§ **Prompt**
Lines before the one containing "driver on cycles" are left out. Retype that line and the rest through the end of the material exactly.

================

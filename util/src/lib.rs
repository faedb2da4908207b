//! Utility library for Talos Intake Control Software

// ---------------------------------------------------------------------------
// MODULES
// ---------------------------------------------------------------------------

pub mod archive;
pub mod host;
pub mod logger;
pub mod maths;
pub mod module;
pub mod params;
pub mod script_interpreter;
pub mod session;
pub mod time;

// ---------------------------------------------------------------------------
// REEXPORTS
// ---------------------------------------------------------------------------

pub use eqpt_if;
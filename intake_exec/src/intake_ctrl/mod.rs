//! Intake control module
//!
//! Binds the operator-facing contract together: the cone/cube mode flag, the
//! possession override, the speed policy and cooperatively scheduled timed
//! actions. Produces a roller velocity demand for the roller driver on cycles
//! where an actuation is required.

// ---------------------------------------------------------------------------
// MODULES
// ---------------------------------------------------------------------------

mod params;
mod state;

// ---------------------------------------------------------------------------
// IMPORTS
// ---------------------------------------------------------------------------

// Internal
pub use params::*;
pub use state::*;

// ---------------------------------------------------------------------------
// ENUMERATIONS
// ---------------------------------------------------------------------------

/// Possible errors that can occur during IntakeCtrl operation.
#[derive(Debug, thiserror::Error)]
pub enum IntakeCtrlError {
    #[error("Recieved an invalid timed action duration: {0} s")]
    InvalidTimedDuration(f64),
}
//! # Equipment interface crate.
//!
//! Provides the common equipment and telecommand interfaces for the intake
//! control software.

// ------------------------------------------------------------------------------------------------
// MODULES
// ------------------------------------------------------------------------------------------------

/// Telecommand definitions and parsing
pub mod tc;

/// Interface definitions for equipment (motors and sensors)
pub mod eqpt;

================

§ **Answer to this problem**
//! actions. Produces a roller velocity demand for the roller driver on cycles
//! where an actuation is required.

// ---------------------------------------------------------------------------
// MODULES
// ---------------------------------------------------------------------------

mod params;
mod state;

// ---------------------------------------------------------------------------
// IMPORTS
// ---------------------------------------------------------------------------

// Internal
pub use params::*;
pub use state::*;

// ---------------------------------------------------------------------------
// ENUMERATIONS
// ---------------------------------------------------------------------------

/// Possible errors that can occur during IntakeCtrl operation.
#[derive(Debug, thiserror::Error)]
pub enum IntakeCtrlError {
    #[error("Recieved an invalid timed action duration: {0} s")]
    InvalidTimedDuration(f64),
}
//! # Equipment interface crate.
//!
//! Provides the common equipment and telecommand interfaces for the intake
//! control software.

// ------------------------------------------------------------------------------------------------
// MODULES
// ------------------------------------------------------------------------------------------------

/// Telecommand definitions and parsing
pub mod tc;

/// Interface definitions for equipment (motors and sensors)
pub mod eqpt;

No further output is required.